- Movie poster
- Directed by: Vladimir Kuchinsky
- Written by: Emil Braginsky Valentin Chernykh
- Produced by: Viktor Glukhov Vladimir Predybaylov
- Starring: Lyubov Polishchuk Vyacheslav Tikhonov Oleg Tabakov
- Cinematography: Felix Kefchiyan
- Music by: Alemdar Karamanov
- Production companies: Mosfilm Studio Ekran
- Release date: 1989;
- Running time: 135 minutes
- Country: Soviet Union
- Language: Russian

= Love with Privileges =

Love with Privileges (Любовь с привилегиями) is a 1989 Soviet romantic drama film directed by Vladimir Kuchinsky.

==Plot==
USSR, the end of the 80s.

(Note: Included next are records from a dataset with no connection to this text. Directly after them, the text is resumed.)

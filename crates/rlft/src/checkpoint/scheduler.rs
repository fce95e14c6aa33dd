//! Wall-clock checkpoint scheduler.

use super::store::{ArtifactStore, Persist, TrainerState};
use crate::config::GrpoConfig;
use crate::Result;
use std::path::{Path, PathBuf};
use std::time::{Duration, SystemTime, UNIX_EPOCH};

/// Which weights are persisted.
#[derive(Clone, Copy, Debug, PartialEq, Eq)]
pub enum SaveMode {
    /// Full model weights in the output root
    Full,
    /// Adapter weights only, in `<output>/lora`
    Adapter,
}

impl SaveMode {
    /// Directory the weights are written into.
    pub fn weights_dir(self, output_dir: &Path) -> PathBuf {
        match self {
            Self::Full => output_dir.to_path_buf(),
            Self::Adapter => output_dir.join("lora"),
        }
    }

    /// Artifact whose modification time marks the last save.
    pub fn probe_path(self, output_dir: &Path) -> PathBuf {
        match self {
            Self::Full => output_dir.join("config.json"),
            Self::Adapter => output_dir.join("lora").join("adapter_config.json"),
        }
    }
}

/// Scheduler state. Moves from `Idle` to `Armed` exactly once.
#[derive(Clone, Copy, Debug, PartialEq, Eq)]
pub enum SaveState {
    /// No save has happened in this process
    Idle,
    /// At least one save has happened; freshness comes from disk
    Armed,
}

/// Time since the artifact at `probe` was last modified.
///
/// An absent artifact counts as modified at the UNIX epoch. Modification times
/// in the future give a zero duration.
pub fn elapsed_since_last_save(
    store: &dyn ArtifactStore,
    probe: &Path,
    now: SystemTime,
) -> Result<Duration> {
    let last = store.modified_time(probe)?.unwrap_or(UNIX_EPOCH);
    Ok(now.duration_since(last).unwrap_or_default())
}

/// Decides, once per training step, whether the trainable weights should be
/// persisted.
///
/// The first save happens once the time since the first step exceeds the
/// interval. Every later save happens once the time since the probe
/// artifact's modification time exceeds the interval, so a restarted or
/// externally cleaned output directory is picked up without in-memory state.
///
/// # Example
///
/// ```ignore
/// let mut scheduler = CheckpointScheduler::new("out", Duration::from_secs(600), SaveMode::Adapter);
///
/// // Every step:
/// if scheduler.step(clock.now(), &FsStore, &model, &tokenizer, collective.is_primary())? {
///     tracing::info!("Checkpoint written");
/// }
/// ```
#[derive(Clone, Debug)]
pub struct CheckpointScheduler {
    output_dir: PathBuf,
    interval: Duration,
    mode: SaveMode,
    start_train_time: Option<SystemTime>,
    state: SaveState,
    save_count: u64,
}

impl CheckpointScheduler {
    pub fn new(output_dir: impl Into<PathBuf>, interval: Duration, mode: SaveMode) -> Self {
        Self {
            output_dir: output_dir.into(),
            interval,
            mode,
            start_train_time: None,
            state: SaveState::Idle,
            save_count: 0,
        }
    }

    pub fn from_config(config: &GrpoConfig) -> Self {
        let mode = if config.use_adapter {
            SaveMode::Adapter
        } else {
            SaveMode::Full
        };
        Self::new(&config.output_dir, config.save_interval(), mode)
    }

    pub fn state(&self) -> SaveState {
        self.state
    }

    pub fn mode(&self) -> SaveMode {
        self.mode
    }

    pub fn interval(&self) -> Duration {
        self.interval
    }

    pub fn output_dir(&self) -> &Path {
        &self.output_dir
    }

    pub fn start_train_time(&self) -> Option<SystemTime> {
        self.start_train_time
    }

    /// Saves performed by this scheduler.
    pub fn save_count(&self) -> u64 {
        self.save_count
    }

    pub fn probe_path(&self) -> PathBuf {
        self.mode.probe_path(&self.output_dir)
    }

    pub fn weights_dir(&self) -> PathBuf {
        self.mode.weights_dir(&self.output_dir)
    }

    /// Whether a save is due at `now`. Records the start time on first call.
    pub fn is_due(&mut self, now: SystemTime, store: &dyn ArtifactStore) -> Result<bool> {
        let start = *self.start_train_time.get_or_insert(now);
        let elapsed = match self.state {
            SaveState::Idle => now.duration_since(start).unwrap_or_default(),
            SaveState::Armed => elapsed_since_last_save(store, &self.probe_path(), now)?,
        };
        Ok(elapsed > self.interval)
    }

    /// Run one scheduling decision and save if due. Returns whether a save
    /// was due, which is the same answer on every worker.
    ///
    /// Only the primary worker writes; other workers follow the same state
    /// transitions without touching the store, so `true` on a non-primary
    /// worker means nothing was written there.
    pub fn step(
        &mut self,
        now: SystemTime,
        store: &dyn ArtifactStore,
        weights: &dyn Persist,
        tokenizer: &dyn Persist,
        is_primary: bool,
    ) -> Result<bool> {
        if !self.is_due(now, store)? {
            tracing::trace!(state = ?self.state, "Checkpoint not due");
            return Ok(false);
        }
        self.save(now, store, weights, tokenizer, is_primary)?;
        Ok(true)
    }

    /// Persist weights, tokenizer and trainer state unconditionally.
    ///
    /// A failed write is returned as-is and leaves the state unchanged.
    pub fn save(
        &mut self,
        now: SystemTime,
        store: &dyn ArtifactStore,
        weights: &dyn Persist,
        tokenizer: &dyn Persist,
        is_primary: bool,
    ) -> Result<()> {
        let start = *self.start_train_time.get_or_insert(now);
        let elapsed = now.duration_since(start).unwrap_or_default();

        if is_primary {
            let weights_dir = self.weights_dir();
            store.save(&weights_dir, weights)?;
            store.save(&self.output_dir, tokenizer)?;
            let record = TrainerState::new(self.save_count + 1, elapsed, now);
            store.save(&self.output_dir, &record)?;
            tracing::info!(
                path = %weights_dir.display(),
                mode = ?self.mode,
                elapsed = ?elapsed,
                "Saved checkpoint"
            );
        } else {
            tracing::debug!("Checkpoint due; skipping write on non-primary worker");
        }

        self.save_count += 1;
        self.state = SaveState::Armed;
        Ok(())
    }
}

Former Deputy Chairman of the Council of Ministers Kozhemyakin comes to rest in Yalta. To meet him at the station is asked Irina, who works as a van driver. An accidental resort acquaintance suddenly turned into something more. Neither the age difference nor the social situation did not become a hindrance. Irina agrees to become Kozhemyakin's wife and moves to Moscow.

In Moscow, taking advantage of her husband's acquaintances, Irina inquires about the circumstances of her father’s arrest, who was repressed after the war and shot in 1952 (the family was sent to Vorkuta, the mother soon died there too). And it turns out that in Stalin's times her new husband was one of those who signed the letter of collective condemnation, after which her father was shot.

==Cast==
- Lyubov Polishchuk as Irina Nikolaeva
- Vyacheslav Tikhonov as Konstantin Gavrilovich Kozhemyakin
- Oleg Tabakov as Nikolai Petrovich, KGB General
- Lidiya Fedoseyeva-Shukshina as Maria Spiridonovna
- Pyotr Shcherbakov as Mossovet vice-chairman
- Aleksandr Feklistov as Dr. Lev Petrovich
- Yuri Sarantsev as Dr. Kondakov
- Aleksandr Baluev as Kozhemyakin Jr.
- Galina Stakhanova as old-timer
- Alika Smekhova as waitress
- Fyodor Odinokov as General, Kozhemyakin's friend

== TV version ==
The duration of the TV version entitled City Details, released in 1990, is 157 minutes.